Reciprocal activity of AgRP and POMC neurons governs coordinated control of feeding and metabolism

Agouti-related peptide (AgRP)- and proopiomelanocortin (POMC)-expressing neurons reciprocally regulate food intake. Here, we combined non-interacting recombinases to simultaneously express functionally opposing chemogenetic receptors in AgRP and POMC neurons allowing to compare metabolic responses in mice with simultaneous activation of AgRP and inhibition of POMC neurons with isolated activation of AgRP neurons or isolated inhibition of POMC neurons. These experiments revealed that food intake is regulated by the additive effect of AgRP-neuron activation and POMC-neuron inhibition, while systemic insulin sensitivity and gluconeogenesis are differentially modulated by isolated versus simultaneous regulation of AgRP and POMC neurons. We identified a neurocircuit engaging Npy1R-expressing neurons in the paraventricular nucleus of the hypothalamus (PVH), where activated AgRP- and inhibited POMC neurons synergize to promote food consumption and activate neurons in the nucleus tractus solitarii (NTS). We then performed single-nuclei RNA sequencing to define the molecular nature of Fos+ cells in the posterior NTS/AP area that respond to simultaneous chemogenetic intervention over AgRP and POMC neurons and identified TH+ neurons as candidates for receiving neuronal inputs initiated by the simultaneous and coordinated interplay between AgRP and POMC neurocircuits and relayed to the NTS area by the silenced glutamatergic Npy1R neurons. Overall design: All experiments were performed in adult mice, age 12-20 weeks, and both sexes were assayed, always considering balanced sex and body weight distribution in both experimental groups. For this experiment wildtype mice and AgRP-Gq;POMC-Gi (AgRP-IRES-Cre+/-;hM3DGqfl/- ;POMC-Dre+/-;hM4DGifl/-) mice were included.
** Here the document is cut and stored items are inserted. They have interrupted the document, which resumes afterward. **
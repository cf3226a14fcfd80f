//! Pattern library scanning.
//!
//! A library is plain text: pattern blocks separated by blank lines. Each
//! block carries optional annotation lines followed by one RLE document:
//!
//! ```text
//! #N "blinker"          <- name (first #N only)
//! #O JHC 3/70           <- originator / discoverer
//! #C Phase of a         <- free comments, any number
//! #C traffic light.
//! x = 3, y = 1, rule = B3/S23
//! 3o!
//! ```
//!
//! This module does three cheap things before any simulation happens:
//!
//! - [`split_blocks`] cuts the library into blocks.
//! - [`BlockFeatures::scan`] computes coarse flags for a block so obviously
//!   unusable blocks can be dropped without decoding, and so reports can say
//!   what was seen.
//! - [`Annotation::parse`] reads the `#N` / `#O` / `#C` lines that the document
//!   assembler later turns into catalog entries and viewer labels.

bitflags::bitflags! {
    /// Coarse features detected in a raw block.
    #[derive(Debug, Clone, Copy, PartialEq, Eq, Hash, Default)]
    pub struct BlockFeatures: u32 {
        const HAS_NAME        = 1 << 0;
        const HAS_ORIGINATOR  = 1 << 1;
        const HAS_COMMENT     = 1 << 2;
        const HAS_HEADER      = 1 << 3;
        const HAS_RULE        = 1 << 4;
        const HAS_PERIOD_HINT = 1 << 5;
    }
}

impl BlockFeatures {
    /// Scan `block` for coarse features.
    ///
    /// This is a heuristic: `HAS_RULE` only means the rule id appears
    /// somewhere, the decoder still has to find it after the header.
    pub fn scan(block: &str) -> Self {
        let mut features = BlockFeatures::empty();

        for line in block.lines() {
            let line = line.trim_start();
            if line.starts_with("#CXRLE") {
                continue;
            }
            if line.starts_with("#N") {
                features |= BlockFeatures::HAS_NAME;
            } else if line.starts_with("#O") {
                features |= BlockFeatures::HAS_ORIGINATOR;
            } else if line.starts_with("#C") || line.starts_with("#c") {
                features |= BlockFeatures::HAS_COMMENT;
            } else if !line.starts_with('#') && regex!(r"^x\s*=").is_match(line) {
                features |= BlockFeatures::HAS_HEADER;
            }
        }

        if block.to_ascii_uppercase().contains("B3/S23") {
            features |= BlockFeatures::HAS_RULE;
        }

        if let Some(end) = block.rfind('!') {
            if block[end + 1..].trim_start().starts_with('%') {
                features |= BlockFeatures::HAS_PERIOD_HINT;
            }
        }

        features
    }

    /// Whether the block can possibly decode.
    pub fn is_decodable(&self) -> bool {
        self.contains(BlockFeatures::HAS_HEADER | BlockFeatures::HAS_RULE)
    }
}

/// Split a library into blocks at blank lines.
///
/// Runs of blank lines count as one separator; blocks are returned without
/// surrounding blank lines and with `\n` line endings.
pub fn split_blocks(text: &str) -> Vec<String> {
    let mut blocks = Vec::new();
    let mut current: Vec<&str> = Vec::new();

    for line in text.lines() {
        let line = line.trim_end_matches('\r');
        if line.trim().is_empty() {
            if !current.is_empty() {
                blocks.push(current.join("\n"));
                current.clear();
            }
        } else {
            current.push(line);
        }
    }
    if !current.is_empty() {
        blocks.push(current.join("\n"));
    }

    blocks
}

/// Annotation lines of one pattern block.
#[derive(Debug, Clone, Default, PartialEq, Eq)]
pub struct Annotation {
    pub name: Option<String>,
    pub originator: Option<String>,
    pub comments: Vec<String>,
}

impl Annotation {
    /// Parse the comment section of a block (the text before the header).
    pub fn parse(comments: &str) -> Self {
        let mut annotation = Annotation::default();

        for line in comments.lines() {
            let line = line.trim_end();
            if line.starts_with("#CXRLE") {
                continue;
            }
            let Some((tag, text)) = split_tag(line) else {
                continue;
            };
            match tag {
                'N' | 'O' if text.is_empty() => {}
                'N' if annotation.name.is_none() => annotation.name = Some(text.to_string()),
                'O' if annotation.originator.is_none() => annotation.originator = Some(text.to_string()),
                'N' | 'O' | 'C' | 'c' => annotation.comments.push(text.to_string()),
                _ => {}
            }
        }

        annotation
    }

    pub fn is_empty(&self) -> bool {
        self.name.is_none() && self.originator.is_none() && self.comments.is_empty()
    }

    /// Text shown by a viewer label: the name, then the originator in
    /// brackets on a second line. Comments are left out; they are usually too
    /// long for a label.
    ///
    /// The line break is the two characters `\n`, as the viewer expects, and
    /// double quotes become single quotes so the text can sit inside `"..."`.
    pub fn display_text(&self) -> String {
        let text = match (&self.name, &self.originator) {
            (Some(name), Some(originator)) => format!("{name}\\n[{originator}]"),
            (Some(name), None) => name.clone(),
            (None, Some(originator)) => format!("[{originator}]"),
            (None, None) => String::new(),
        };
        text.replace('"', "'")
    }
}

/// `"#C text"` -> `('C', "text")`.
fn split_tag(line: &str) -> Option<(char, &str)> {
    let rest = line.strip_prefix('#')?;
    let tag = rest.chars().next()?;
    let text = &rest[tag.len_utf8()..];
    Some((tag, text.strip_prefix(' ').unwrap_or(text).trim_end()))
}

#[cfg(test)]
mod tests {
    use super::*;

    #[test]
    fn splits_on_blank_line_runs() {
        let text = "#N a\nx = 1, y = 1, rule = B3/S23\no!\n\n\n\n#N b\nx = 2, y = 1, rule = B3/S23\n2o!\n   \n";
        let blocks = split_blocks(text);
        assert_eq!(blocks.len(), 2);
        assert!(blocks[0].starts_with("#N a"));
        assert!(blocks[1].ends_with("2o!"));
    }

    #[test]
    fn splits_crlf_input() {
        let blocks = split_blocks("x = 1, y = 1, rule = B3/S23\r\no!\r\n\r\nx = 1, y = 1, rule = B3/S23\r\no!");
        assert_eq!(blocks, vec!["x = 1, y = 1, rule = B3/S23\no!", "x = 1, y = 1, rule = B3/S23\no!"]);
    }

    #[test]
    fn scans_features() {
        let block = "#N \"big\"\n#O DRH\n#C note\nx = 5, y = 5, rule = b3/s23\n5o!%1200";
        let features = BlockFeatures::scan(block);
        assert_eq!(features, BlockFeatures::all());
        assert!(features.is_decodable());

        let bare = BlockFeatures::scan("#C just words");
        assert_eq!(bare, BlockFeatures::HAS_COMMENT);
        assert!(!bare.is_decodable());

        let other_rule = BlockFeatures::scan("x = 1, y = 1, rule = B36/S23\no!");
        assert!(!other_rule.is_decodable());
    }

    #[test]
    fn parses_annotation_lines() {
        let a = Annotation::parse("#N \"blinker\"\n#O JHC 3/70\n#C Example of \"+c*c\" symmetry.\n#C Second line.\n");
        assert_eq!(a.name.as_deref(), Some("\"blinker\""));
        assert_eq!(a.originator.as_deref(), Some("JHC 3/70"));
        assert_eq!(a.comments, vec!["Example of \"+c*c\" symmetry.", "Second line."]);
        assert_eq!(a.display_text(), "'blinker'\\n[JHC 3/70]");
    }

    #[test]
    fn annotation_edge_cases() {
        let none = Annotation::parse("");
        assert!(none.is_empty());
        assert_eq!(none.display_text(), "");

        let orphan = Annotation::parse("#O MDN\n#CXRLE Pos=1,2\n");
        assert_eq!(orphan.display_text(), "[MDN]");
        assert!(orphan.comments.is_empty());

        let twice = Annotation::parse("#N first\n#N second\n");
        assert_eq!(twice.name.as_deref(), Some("first"));
        assert_eq!(twice.comments, vec!["second"]);
    }
}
Both groups were injected with CNO (clozapine-N-oxide, 3mg/kg; Abcam ab141704) intraperitoneally (ip) at the start of each experiment. Mice were sacrificed by cervical dislocation 1h after CNO injection in the absence of food, and a portion of the hindbrain containing the AP and NTS was dissected. Samples from the same experimental condition were pooled together (n = 2 mice/group).